| What the exercise asks |
Scan the lines below; pull out those with "LineBuilder".

***** Source material *****

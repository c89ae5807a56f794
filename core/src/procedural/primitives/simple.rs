//! Simple primitive shapes: plane, cuboid, wire cuboid, crosshairs

use glam::{Vec2, Vec3};
use tracing::debug;

use crate::error::{GeometryError, require_positive};
use crate::procedural::types::{LineBuilder, MeshBuilderUV};

/// Corner texture coordinates of a quad, counter-clockwise from bottom-left
const QUAD_UVS: [Vec2; 4] = [
    Vec2::new(0.0, 0.0),
    Vec2::new(1.0, 0.0),
    Vec2::new(1.0, 1.0),
    Vec2::new(0.0, 1.0),
];

/// Add a quad spanned by `u` and `v` around `center` (`u x v` is the front side)
fn add_quad<M: MeshBuilderUV>(mesh: &mut M, center: Vec3, u: Vec3, v: Vec3, normal: Vec3) {
    let corners = [center - u - v, center + u - v, center + u + v, center - u + v];
    let [i0, i1, i2, i3] = [0, 1, 2, 3].map(|k| mesh.add_vertex_uv(corners[k], QUAD_UVS[k], normal));

    mesh.add_triangle(i0, i1, i2);
    mesh.add_triangle(i0, i2, i3);
}

/// Generate a plane in the XY plane facing +Z
///
/// # Arguments
/// * `width` - Extent along X (> 0.0)
/// * `height` - Extent along Y (> 0.0)
///
/// # Returns
/// Mesh with 4 vertices and 2 triangles, UVs on the unit square
pub fn generate_plane<M: MeshBuilderUV>(width: f32, height: f32) -> Result<M, GeometryError> {
    let width = require_positive("generate_plane", "width", width)?;
    let height = require_positive("generate_plane", "height", height)?;

    let mut mesh = M::default();
    add_quad(
        &mut mesh,
        Vec3::ZERO,
        Vec3::new(width * 0.5, 0.0, 0.0),
        Vec3::new(0.0, height * 0.5, 0.0),
        Vec3::Z,
    );

    Ok(mesh)
}

/// Generate a solid cuboid
///
/// # Arguments
/// * `size_x` - Full extent along X axis
/// * `size_y` - Full extent along Y axis
/// * `size_z` - Full extent along Z axis
///
/// # Returns
/// Mesh with 24 vertices (4 per face, unshared so each face keeps its own
/// normal) and 12 triangles. Each face maps the full unit square in UV space,
/// with U along the face's right direction when viewed from outside.
pub fn generate_cuboid<M: MeshBuilderUV>(
    size_x: f32,
    size_y: f32,
    size_z: f32,
) -> Result<M, GeometryError> {
    let half = Vec3::new(
        require_positive("generate_cuboid", "size_x", size_x)?,
        require_positive("generate_cuboid", "size_y", size_y)?,
        require_positive("generate_cuboid", "size_z", size_z)?,
    ) * 0.5;

    // (normal, u, v) per face, with u x v == normal
    let faces = [
        (Vec3::Z, Vec3::X, Vec3::Y),
        (Vec3::NEG_Z, Vec3::NEG_X, Vec3::Y),
        (Vec3::X, Vec3::NEG_Z, Vec3::Y),
        (Vec3::NEG_X, Vec3::Z, Vec3::Y),
        (Vec3::Y, Vec3::X, Vec3::NEG_Z),
        (Vec3::NEG_Y, Vec3::X, Vec3::Z),
    ];

    let mut mesh = M::default();
    for (normal, u, v) in faces {
        add_quad(&mut mesh, normal * half, u * half, v * half, normal);
    }

    debug!("generate_cuboid: 24 vertices, 12 triangles");
    Ok(mesh)
}

/// Generate the 12 edges of a cuboid as a line mesh
///
/// Vertex `i` sits at the corner whose X, Y, Z signs are bits 0, 1, 2 of `i`
/// (bit set = positive), so the 8 corners are shared by all edges.
pub fn generate_wire_cuboid<M: LineBuilder>(
    size_x: f32,
    size_y: f32,
    size_z: f32,
) -> Result<M, GeometryError> {
    let half = Vec3::new(
        require_positive("generate_wire_cuboid", "size_x", size_x)?,
        require_positive("generate_wire_cuboid", "size_y", size_y)?,
        require_positive("generate_wire_cuboid", "size_z", size_z)?,
    ) * 0.5;

    let mut mesh = M::default();
    for i in 0..8u32 {
        let sign = |bit: u32| if i & bit != 0 { 1.0 } else { -1.0 };
        mesh.add_point(Vec3::new(sign(1), sign(2), sign(4)) * half);
    }

    for i in 0..8u32 {
        for bit in [1, 2, 4] {
            if i & bit == 0 {
                mesh.add_line(i, i | bit);
            }
        }
    }

    Ok(mesh)
}

/// Generate three axis-aligned line segments crossing at the origin
///
/// # Arguments
/// * `length` - Full length of each segment
///
/// # Returns
/// 6 vertices at `±length/2` on X, Y and Z, lines (0,1), (2,3), (4,5)
pub fn generate_crosshairs<M: LineBuilder>(length: f32) -> Result<M, GeometryError> {
    let half = require_positive("generate_crosshairs", "length", length)? * 0.5;

    let mut mesh = M::default();
    for axis in [Vec3::X, Vec3::Y, Vec3::Z] {
        let a = mesh.add_point(-axis * half);
        let b = mesh.add_point(axis * half);
        mesh.add_line(a, b);
    }

    Ok(mesh)
}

*****

| Completed task |
use crate::procedural::types::{LineBuilder, MeshBuilderUV};
pub fn generate_wire_cuboid<M: LineBuilder>(
pub fn generate_crosshairs<M: LineBuilder>(length: f32) -> Result<M, GeometryError> {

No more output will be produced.